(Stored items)

^^^^^^^^^^^^^^^^

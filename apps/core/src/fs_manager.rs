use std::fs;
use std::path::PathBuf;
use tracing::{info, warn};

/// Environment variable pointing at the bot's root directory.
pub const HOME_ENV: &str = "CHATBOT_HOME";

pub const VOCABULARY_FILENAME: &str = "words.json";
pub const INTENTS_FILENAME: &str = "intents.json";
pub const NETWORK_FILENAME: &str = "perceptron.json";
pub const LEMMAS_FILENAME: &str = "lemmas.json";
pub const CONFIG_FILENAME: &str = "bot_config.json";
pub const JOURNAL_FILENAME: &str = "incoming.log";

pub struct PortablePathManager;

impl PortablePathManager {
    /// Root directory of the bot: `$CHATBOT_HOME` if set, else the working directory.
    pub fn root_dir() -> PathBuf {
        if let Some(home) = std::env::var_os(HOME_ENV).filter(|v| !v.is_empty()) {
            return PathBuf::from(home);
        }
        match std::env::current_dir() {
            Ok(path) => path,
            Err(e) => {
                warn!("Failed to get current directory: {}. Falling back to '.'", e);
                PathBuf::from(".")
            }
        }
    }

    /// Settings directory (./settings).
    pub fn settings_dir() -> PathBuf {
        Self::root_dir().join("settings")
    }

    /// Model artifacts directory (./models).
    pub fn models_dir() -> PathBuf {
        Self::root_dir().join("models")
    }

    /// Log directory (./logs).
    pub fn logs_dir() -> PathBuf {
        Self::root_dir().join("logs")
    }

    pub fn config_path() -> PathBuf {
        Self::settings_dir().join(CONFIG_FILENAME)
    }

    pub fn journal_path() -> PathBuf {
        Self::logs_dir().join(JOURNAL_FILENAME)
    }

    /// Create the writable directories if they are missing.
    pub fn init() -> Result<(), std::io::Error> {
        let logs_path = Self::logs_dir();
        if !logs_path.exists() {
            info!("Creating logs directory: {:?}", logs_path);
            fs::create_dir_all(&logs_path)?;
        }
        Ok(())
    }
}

^^^^^^^^^^^^^^^^

Task goal> Which lines above carry the string "join"? Copy those lines.

Solution>
        Self::root_dir().join("settings")
        Self::root_dir().join("models")
        Self::root_dir().join("logs")
        Self::settings_dir().join(CONFIG_FILENAME)
        Self::logs_dir().join(JOURNAL_FILENAME)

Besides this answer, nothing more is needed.